The Plot – A look at how tennis superstars Venus (Saniyya Sidney) and Serena Williams (Demi Singleton) became the tennis phenoms they are after the expert tutilege of coaching from their father Richard Williams (Smith).

Rated PG-13 for some violence, strong adult language, a sexual reference and brief drug references

KING RICHARD – Official “Be Alive” Trailer – YouTube


– Sensational script. This is anything but your typical formulaic biopic, and much of the credit to that designation goes to a screenplay that is about so many things, but at its core a tenderly intimate depiction of the importance of fatherhood to the youths they mold. It’s very much a loveletter to Richard Williams, as well as fathers like him everywhere, whose occasional overbearing instances give way to a consistency of love and knowledge that he unloads on each of his five children, lending themselves to no shortage of nourishing family instances between them that makes them this unstoppable front when continuously fighting together. In addition to this, Green not only does a great job illustrating the Williams’ sisters meteoric rise to fame, but also the range of responsibilities and consequences that spring from such universal praise at such a vulnerable age. Because of such, topics like racism, teenage stardom, and financial vultures are touched on in various amounts of depictions, that each play a concise and educational imprint on the Williams’ sisters and the audience alike, while highlighting the importance of family, who seem like the only ones who have these girls’ best interest at heart through and through.

– Trail-blazing tone. As to where most biopics revel in the disparaging depression that compels dramatic heft, “King Richard” instead prides itself with this inspiring consistency that carries optimism in its various adversities. There are pocketed moments of drama littered casually throughout the narrative, but the script refuses to meander with them in a way that defines the characters, nor the magnitude of their continuous struggles, instead attacking it with the same ferocity and perseverance that Richard himself leads with by example, while crafting several hearty life lessons of trial and error along the way. It gives the film such an approachability and light-hearted appeal to its storytelling that really goes a long way in embodying the personality of its titular character, and for once gives us a true story where the film refuses to wallow in the grief of miscalculated opportunities or internal conflicts, instead opting for a family-first dynamic that is so warm and nourishing to the concept of ambitions.

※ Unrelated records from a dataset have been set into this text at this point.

//! Scripted movement fallbacks: small hand-written recipes used when the
//! navigation graph offers no usable route from the current position
//! (after a knockback, on stairs or ramps the router handles poorly, or
//! when a jumpable spot has been picked). A fallback synthesizes input
//! directly, without forward simulation, until it completes or turns
//! invalid.

use cgmath::{InnerSpace, Vector3};
use log::debug;

use crate::input::Input;
use crate::math;
use crate::physics::EntityState;
use crate::world::{AreaNum, CollisionWorld, NavWorld};

#[derive(Clone, Copy, Debug, PartialEq, Eq)]
pub enum FallbackStatus {
    /// Keep following the recipe.
    Pending,
    /// The recipe reached its goal; ordinary planning should resume.
    Completed,
    /// The recipe can no longer succeed and must be dropped.
    Invalid,
}

/// An active movement fallback. Timeouts are absolute level time in millis.
#[derive(Clone, Debug)]
pub enum Fallback {
    WalkToPoint {
        target: Vector3<f32>,
        reach_radius: f32,
        /// Allow hopping over small obstacles on the way.
        allow_jumping: bool,
        timeout_at: i64,
    },
    JumpToSpot {
        start: Vector3<f32>,
        target: Vector3<f32>,
        /// Keep running until at least this 2D speed before jumping.
        run_speed: f32,
        has_jumped: bool,
        timeout_at: i64,
    },
    JumpOverBarrier {
        /// A point atop the barrier to aim the jump at.
        top: Vector3<f32>,
        /// Where to continue once over it.
        target: Vector3<f32>,
        has_reached_top: bool,
        timeout_at: i64,
    },
    FallDown {
        /// The landing point below the ledge.
        target: Vector3<f32>,
        reach_radius: f32,
        timeout_at: i64,
    },
    UseTrigger {
        /// Where the trigger volume is.
        trigger_origin: Vector3<f32>,
        /// Entering this area means the trigger has fired.
        exit_area: AreaNum,
        timeout_at: i64,
    },
    ExitRamp {
        exit_point: Vector3<f32>,
        exit_area: AreaNum,
        timeout_at: i64,
    },
    ExitStairs {
        stairs_cluster: u32,
        exit_point: Vector3<f32>,
        exit_area: AreaNum,
        timeout_at: i64,
    },
}

impl Fallback {
    fn timeout_at(&self) -> i64 {
        match *self {
            Fallback::WalkToPoint { timeout_at, .. }
            | Fallback::JumpToSpot { timeout_at, .. }
            | Fallback::JumpOverBarrier { timeout_at, .. }
            | Fallback::FallDown { timeout_at, .. }
            | Fallback::UseTrigger { timeout_at, .. }
            | Fallback::ExitRamp { timeout_at, .. }
            | Fallback::ExitStairs { timeout_at, .. } => timeout_at,
        }
    }

    /// Check completion/invalidation against a physical state. Works both
    /// for the real state each frame and for simulated states, so the
    /// planner can predict when a fallback will end.
    pub fn check_status<W: CollisionWorld + NavWorld>(
        &mut self,
        world: &W,
        state: &EntityState,
        level_time: i64,
    ) -> FallbackStatus {
        if level_time >= self.timeout_at() {
            debug!("fallback timed out: {:?}", self);
            return FallbackStatus::Invalid;
        }
        match *self {
            Fallback::WalkToPoint {
                target,
                reach_radius,
                ..
            } => {
                if math::distance_2d(state.origin, target) < reach_radius
                    && (state.origin.z - target.z).abs() < 32.0
                {
                    FallbackStatus::Completed
                } else {
                    FallbackStatus::Pending
                }
            }
            Fallback::JumpToSpot {
                target, has_jumped, ..
            } => {
                if has_jumped && state.has_ground() {
                    if math::distance_2d(state.origin, target) < 48.0 {
                        FallbackStatus::Completed
                    } else if state.origin.z < target.z - 64.0 {
                        // Landed short and below the spot
                        FallbackStatus::Invalid
                    } else {
                        FallbackStatus::Pending
                    }
                } else {
                    FallbackStatus::Pending
                }
            }
            Fallback::JumpOverBarrier {
                top,
                target,
                has_reached_top,
                ..
            } => {
                if has_reached_top {
                    if state.has_ground() && math::distance_2d(state.origin, target) < 40.0 {
                        FallbackStatus::Completed
                    } else {
                        FallbackStatus::Pending
                    }
                } else if state.origin.z < top.z - 128.0 {
                    FallbackStatus::Invalid
                } else {
                    FallbackStatus::Pending
                }
            }
            Fallback::FallDown {
                target,
                reach_radius,
                ..
            } => {
                if state.has_ground()
                    && (state.origin.z - target.z).abs() < 32.0
                    && math::distance_2d(state.origin, target) < reach_radius
                {
                    FallbackStatus::Completed
                } else if state.has_ground() && state.origin.z < target.z - 64.0 {
                    FallbackStatus::Invalid
                } else {
                    FallbackStatus::Pending
                }
            }
            Fallback::UseTrigger { exit_area, .. }
            | Fallback::ExitRamp { exit_area, .. } => {
                if state.curr_area == exit_area || state.grounded_area == exit_area {
                    FallbackStatus::Completed
                } else {
                    FallbackStatus::Pending
                }
            }
            Fallback::ExitStairs {
                stairs_cluster,
                exit_area,
                ..
            } => {
                if state.curr_area == exit_area || state.grounded_area == exit_area {
                    return FallbackStatus::Completed;
                }
                // Also done once no longer inside the stairs cluster
                if state.grounded_area != 0
                    && world.area(state.grounded_area).stairs_cluster != stairs_cluster
                {
                    FallbackStatus::Completed
                } else {
                    FallbackStatus::Pending
                }
            }
        }
    }

    /// Fill the input for one frame of following the recipe.
    pub fn setup_input(&mut self, state: &EntityState, input: &mut Input) {
        match self {
            Fallback::WalkToPoint {
                target,
                allow_jumping,
                ..
            } => {
                let jump = *allow_jumping;
                steer_to_point(state, *target, input);
                if jump && state.has_ground() {
                    // Hop over minor clutter when barely moving while keys
                    // are held
                    if input.forward_move != 0 && state.speed_2d() < 30.0 {
                        input.up_move = 1;
                    }
                }
            }
            Fallback::JumpToSpot {
                start,
                target,
                run_speed,
                has_jumped,
                ..
            } => {
                steer_to_point(state, *target, input);
                if !*has_jumped && state.has_ground() {
                    let past_start = math::distance_2d(state.origin, *start) > 24.0;
                    if state.speed_2d() >= *run_speed || past_start {
                        input.up_move = 1;
                        *has_jumped = true;
                    }
                } else {
                    // Keep the dir in the air, don't fight the trajectory
                    input.clear_movement_directions();
                    input.forward_move = 1;
                }
            }
            Fallback::JumpOverBarrier {
                top,
                target,
                has_reached_top,
                ..
            } => {
                if !*has_reached_top {
                    if state.origin.z + state.mins.z >= top.z - 4.0 {
                        *has_reached_top = true;
                    }
                }
                let aim = if *has_reached_top { *target } else { *top };
                steer_to_point(state, aim, input);
                if !*has_reached_top && state.has_ground() {
                    if math::distance_2d(state.origin, *top) < 48.0 {
                        input.up_move = 1;
                    }
                }
            }
            Fallback::FallDown { target, .. } => {
                // Aim past the ledge at the landing point projected to the
                // current height so the walk-off is straight
                let mut aim = *target;
                aim.z = state.origin.z;
                steer_to_point(state, aim, input);
                if !state.has_ground() {
                    input.clear_movement_directions();
                }
            }
            Fallback::UseTrigger { trigger_origin, .. } => {
                steer_to_point(state, *trigger_origin, input);
                input.walk = true;
            }
            Fallback::ExitRamp { exit_point, .. }
            | Fallback::ExitStairs { exit_point, .. } => {
                steer_to_point(state, *exit_point, input);
                // Sliding off a ramp edge is the common failure, move
                // deliberately
                input.walk = true;
            }
        }
    }
}

/// Common steering: look at the point and press forward once sufficiently
/// aligned. Leaves the look vector authoritative so aiming code does not
/// yank it away mid-recipe.
fn steer_to_point(state: &EntityState, target: Vector3<f32>, input: &mut Input) {
    input.clear();
    input.is_ucmd_set = true;
    input.can_override_look_vec = false;
    input.can_override_ucmd = false;

    let to_target = target - state.origin;
    let look_dir = if to_target.z.abs() < 24.0 {
        math::try_normalize_2d(to_target)
    } else {
        math::try_normalize(to_target)
    };
    let look_dir = match look_dir {
        Some(dir) => dir,
        None => return,
    };
    input.set_intended_look_dir(look_dir, true);

    let forward_2d = math::try_normalize_2d(state.forward_dir());
    let target_2d = math::try_normalize_2d(to_target);
    if let (Some(forward), Some(target_dir)) = (forward_2d, target_2d) {
        if forward.dot(target_dir) > 0.9 {
            input.forward_move = 1;
        }
    } else {
        // Right above/below the point, any keys would orbit it
        input.forward_move = 0;
    }
}

#[cfg(test)]
mod test {
    use super::*;
    use crate::test_support::BoxWorld;
    use crate::world::PhysicsWorld;

    #[test]
    fn test_walk_to_point_completes() {
        let world = BoxWorld::flat();
        let mut state = world.spawn_grounded(Vector3::new(0.0, 0.0, 25.0));
        let mut fallback = Fallback::WalkToPoint {
            target: Vector3::new(200.0, 100.0, 25.0),
            reach_radius: 32.0,
            allow_jumping: false,
            timeout_at: 10_000,
        };

        let mut level_time = 0i64;
        let mut completed = false;
        for _ in 0..200 {
            match fallback.check_status(&world, &state, level_time) {
                FallbackStatus::Completed => {
                    completed = true;
                    break;
                }
                FallbackStatus::Invalid => panic!("fallback turned invalid"),
                FallbackStatus::Pending => {}
            }
            let mut input = Input::default();
            fallback.setup_input(&state, &mut input);
            state = world.advance(&state, &input, 48).state;
            level_time += 48;
        }
        assert!(completed, "did not reach the target, at {:?}", state.origin);
    }

    #[test]
    fn test_walk_to_point_times_out() {
        let world = BoxWorld::flat();
        let state = world.spawn_grounded(Vector3::new(0.0, 0.0, 25.0));
        let mut fallback = Fallback::WalkToPoint {
            target: Vector3::new(900.0, 0.0, 25.0),
            reach_radius: 32.0,
            allow_jumping: false,
            timeout_at: 1_000,
        };
        assert_eq!(
            fallback.check_status(&world, &state, 1_500),
            FallbackStatus::Invalid
        );
    }

    #[test]
    fn test_jump_to_spot_jumps_once_moving() {
        let world = BoxWorld::flat();
        let mut state = world.spawn_grounded(Vector3::new(0.0, 0.0, 25.0));
        let mut fallback = Fallback::JumpToSpot {
            start: state.origin,
            target: Vector3::new(300.0, 0.0, 25.0),
            run_speed: 250.0,
            has_jumped: false,
            timeout_at: 10_000,
        };

        let mut jumped = false;
        for _ in 0..40 {
            let mut input = Input::default();
            fallback.setup_input(&state, &mut input);
            let result = world.advance(&state, &input, 48);
            if result.events.has_jumped {
                jumped = true;
                break;
            }
            state = result.state;
        }
        assert!(jumped);
        assert!(matches!(fallback, Fallback::JumpToSpot { has_jumped: true, .. }));
    }

    #[test]
    fn test_exit_stairs_completes_outside_cluster() {
        let mut world = BoxWorld::flat();
        world.areas[1].stairs_cluster = 3;
        world.areas.push(crate::test_support::grounded_area(
            Vector3::new(1024.0, -1024.0, 0.0),
            Vector3::new(2048.0, 1024.0, 128.0),
        ));

        let state = world.spawn_grounded(Vector3::new(0.0, 0.0, 25.0));
        let mut fallback = Fallback::ExitStairs {
            stairs_cluster: 3,
            exit_point: Vector3::new(1100.0, 0.0, 25.0),
            exit_area: 2,
            timeout_at: 10_000,
        };
        assert_eq!(
            fallback.check_status(&world, &state, 0),
            FallbackStatus::Pending
        );

        let mut outside = state.clone();
        outside.curr_area = 2;
        outside.grounded_area = 2;
        assert_eq!(
            fallback.check_status(&world, &outside, 0),
            FallbackStatus::Completed
        );
    }
}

– Remarkable performances. While it should come as no surprise that Smith will earn another Oscar nomination for his endearing work as Richard, it’s the collective ensemble that takes the load of responsibility off of his broad shoulders. On a youthful presence, the tag team of Sidney and Singleton wholeheartedly garner the essence of these sisters with a balance of innocence and eagerness that compliment the near-perfect likenesses of their appearances to those of their adult celebrity counterparts seamlessly. It’s only enhanced by the adult side of the spectrum, where an eye-opening, scene-stealing performance from Aunjanue Ellis lends itself to some dramatic chops in the form of these long-winded watery diatribes, and cementing what I hope is an Academy Award nomination for Best Supporting Actress, which I feel she emphatically deserves. But the center stage definitely belongs to Smith, once more, as his depiction of Richard, with all of its accents and mannerisms lends itself to one of his more commanding presences that he’s delivered since “The Pursuit of Happiness”. It’s not a completely transformative experience, as the limitless charisma of Smith still veers out with many metaphorical winks and nods to the audience who’ve loved him for decades, but it does prove the depths Will is willing to take to embody the believability of the character, proving in his 76th acting role to date, the best may still be yet to come.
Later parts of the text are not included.